An airman is a member of an air force or air arm of a nation's armed forces. In certain air forces, it can also refer to a specific enlisted rank. An airman can also be referred as a soldier in other definitions.

In civilian aviation usage, the term airman is analogous to the term sailor in nautical usage. In the American Federal Aviation Administration usage, an airman is any holder of an airman's certificate, male or female. This certificate is issued to those who qualify for it by the Federal Aviation Administration Airmen Certification Branch.

United States

Air Force

In the U.S. Air Force, airman is a general term which can refer to any member of the United States Air Force, regardless of rank, but is also a specific enlisted rank in the Air Force. The rank of airman (abbreviated "Amn") is the second enlisted rank from the bottom, just above the rank of Airman Basic, and just below that of Airman First Class. Since the Air Force was established in 1947, all of the various ranks of "airman" have always included women, and in this context, the word "man" means "human being". Former U.S. Air Force ranks included Airman Second Class and Airman Third Class.  The current E-2 paygrade rank of Airman was called Airman Third Class from 1952 to 1967.

A person with the rank of Airman Basic is typically promoted to the rank of Airman after six months of active duty service in the Air Force, if that member had signed up for an enlistment period of at least four years of active duty. On the other hand, an enlistee could be promoted to the rank of Airman immediately after completing Air Force basic training (and thus paid somewhat more) given one of several additional qualifications:

Having completed at least two years of a Junior Reserve Officers' Training Corps (Junior ROTC) while in high school.
Having achieved the Eagle Scout level from the Boy Scouts of America, or the Gold Award from the Girl Scouts of the United States of America.
Having earned 20 college semester credit hours (30 quarter hours).

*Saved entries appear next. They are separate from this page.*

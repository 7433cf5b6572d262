use alloc::string::String;
use alloc::vec::Vec;

use crate::card::{Card, parse_id};
use crate::language::Language;
use crate::result::{CardStatus, Stats, WinnerRecord};

use super::Game;

impl Game {
    /// Appends winners of the current game to the history.
    pub(super) fn record_winners(&self, winners: &[Card]) {
        let game_number = self.game_number();
        self.history
            .lock()
            .extend(winners.iter().map(|card| WinnerRecord {
                id: String::from(card.id()),
                language: card.language(),
                game_number,
            }));
    }

    /// Returns aggregate figures over the registered cards.
    pub fn stats(&self) -> Stats {
        let cards = self.cards.lock();

        let per_language = Language::ALL
            .into_iter()
            .map(|language| {
                let count = cards
                    .iter()
                    .filter(|card| card.language() == language)
                    .count();
                (language, count)
            })
            .filter(|(_, count)| *count > 0)
            .collect();

        let winners = cards
            .iter()
            .filter(|card| card.is_winner())
            .map(|card| String::from(card.id()))
            .collect();

        Stats {
            total_cards: cards.len(),
            per_language,
            winners,
        }
    }

    /// Returns the progress of the card registered under `id`.
    pub fn card_status(&self, id: &str) -> Option<CardStatus> {
        let (id, _) = parse_id(id).ok()?;
        self.cards
            .lock()
            .iter()
            .find(|card| card.id() == id)
            .map(CardStatus::of)
    }

    /// Returns the progress of every card, in registration order.
    pub fn card_statuses(&self) -> Vec<CardStatus> {
        self.cards.lock().iter().map(CardStatus::of).collect()
    }

    /// Returns the winners of every game played so far, oldest first.
    pub fn winner_history(&self) -> Vec<WinnerRecord> {
        self.history.lock().clone()
    }

    /// Forgets the winner history.
    pub fn clear_history(&self) {
        self.history.lock().clear();
    }
}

Those enlistees who have qualified for these early promotions to the rank of Airman are allowed to wear their single airman insignia stripe during the Air Force basic training graduation ceremony at Lackland Air Force Base in San Antonio, Texas. They also receive a retroactive pay increment that brings them up to the pay grade for an Airman upon their completion of basic training. (Thus, it is as if they have enlisted as Airmen on the first day, as far as their pay is concerned. However, if they do not complete basic training and are discharged, they do not receive the extra pay.)

While at the rank of Airman, the duties of enlisted personnel include adjusting to the Air Force way of military life and becoming proficient in their Air Force duty specialties. Note that upon leaving basic training, all Airmen enter a period of many weeks or many months of training at Air Force schools in their duty specialties that they and the Air Force have selected for them depending on their aptitudes and interests, and the needs of the Air Force. For Airmen with high aptitudes, some of these training programs include more than one school and take a year or more to complete.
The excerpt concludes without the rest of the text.